На докладе о его смерти император Александр II написал:
«Искренно о нём сожалею».
Историк, дипломат Дмитрий Николаевич Свербеев в очерке «Кончина и похороны князя В. Ф. Одоевского. Мои о нём воспоминания» писал (приводим важные, на наш взгляд, фрагменты; цит. по изд.: Д. Н. Свербеев. Мои записки. М., 2014, с. 547−555):
«Начинаю мои задушевные воспоминания о князе Одоевском в тишине глубокой ночи со 2-го на 3-е марта. В этот день мы его похоронили на кладбище Донского монастыря…
…Конечно, не мне принадлежит определить литературное значение князя Одоевского и даже говорить о нём как о литераторе. В своё время он много писал; но, перейдя к другому роду занятий, мало заботился о своей известности как писателя. Когда я говорил ему, что его сочинений нет в продаже, то он с каким-то отчаянным движением руки отвечал: “Ну, да об этом надо подумать после!..”
Будем надеяться, что ближайшие к покойному друзья его позаботятся об издании его сочинений и прибавят к ним всё то, что, вероятно, найдут в его бумагах. Не мешает подумать и о собрании нечто вроде комиссии для разбора его библиотеки и его музыкальных сочинений…
…В последний вечер, который я провёл с ним, совершенно здоровым и бодрым, за три дня до того, как он слёг в постель и уже не вставал с неё, и за шесть до его кончины, сказал он мне и своим собеседникам, что стихов никогда не писывал; а я вспомнил ему премилую его песенку, про которую он совсем и забыл, написанную давным-давно для женских школ и им же положенную на музыку. Я слышал её в одной школе, на бывшем там после Рождества экзамене. Пелась она тридцатью девицами Басманного приюта с великим наслаждением и увлечением. Постараюсь приложить эту песенку с нотами к моей статейке.
В подобных беседованиях отрадно проводил я один вечер в неделю с князем Одоевским, всегда с большим участием и интересом и никогда с раздражением…

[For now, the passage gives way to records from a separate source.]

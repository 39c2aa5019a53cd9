// TDC Toolkit
// Copyright (c) 2026 The TDC Toolkit Developers.
//
// This Source Code Form is subject to the terms of the Mozilla Public
// License, v. 2.0. If a copy of the MPL was not distributed with this
// file, You can obtain one at https://mozilla.org/MPL/2.0/.

//! Capture-file reader (C2): parses a PicoQuant-style tagged-header TTTR
//! file header far enough to extract the declared record count, then
//! streams the remaining file as little-endian 32-bit raw records for C1.
//!
//! The header itself is otherwise opaque to this crate: per the system's
//! scope, key/value decoding is specified only enough to find
//! `TTResult_NumberOfRecords` and to skip every other entry correctly.

mod reader;
mod tag;

pub use reader::CaptureFileReader;
pub use tag::TagType;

…В другой раз, в середине этой зимы, не помню, когда именно, после Одоевского обеда, впрочем, не по-прежнему уже изысканного − придуманного по особенному вниманию к моему старческому режиму или к моей диете, − остались мы вдвоём и пробеседовали до глубокой ночи. Слишком легко раздражаемый разными доктринами, различными обманчивыми надеждами, предположениями, стремлениями, особливо тенденциями враждебных друг другу партий, − я только с одним князем Одоевским не избегал интимной беседы, потому что он один, кроткий, как мудрец, незлобивый, как младенец, не волновался, не возвышал голоса и меня, часто гневного с другими в спорах, постоянно держал не на точке замерзания, а в температуре благотворно умеренной. Мы перебрали с ним все прошлое, настоящее и самое отдалённое будущее, не только нам, но и внукам нашим едва ли доступное. Мы задавали друг другу различные вопросы, я, впрочем, более слушал. Свидетели прогресса за целые полвека, мы по возможности пересчитывали все события и, в особенности, научные открытия, плодами которых, начиная от зажигательных спичек до железных дорог и электрического телеграфа, мы теперь пользуемся. Реестр этим успехам выходил у князя Одоевского длинный-предлинный. Много было в нём, чего я не помню и, так сказать, не могу помнить, потому что и половины названий этим открытиям не понимал. Отсюда естественно исходил вопрос: что же станут изобретать в последующие пятьдесят−сто лет, потому что развитие человечества не останавливается и ум его вечно действует? Было уже решено нами и с моего согласия, что воздушные шары заменят вагоны; но Одоевскому этого было мало. Он уже предчувствовал освещение огромных пространств электричеством и согревание их там, где оно всего нужнее, и, следовательно, благотворное изменение климата и большие от того удобства жизни. Тут я призадумывался, дерзал сомневаться, а иную отчаянную гипотезу решительно отвергал. К дальнейшим успехам человечества в областях религиозной, философской, нравственной и политической оба мы относились скептически, я ещё более, нежели он, − и оба желали всем разумным обитателям вселенной уничтожения войн и просвещения в духе любви и мира.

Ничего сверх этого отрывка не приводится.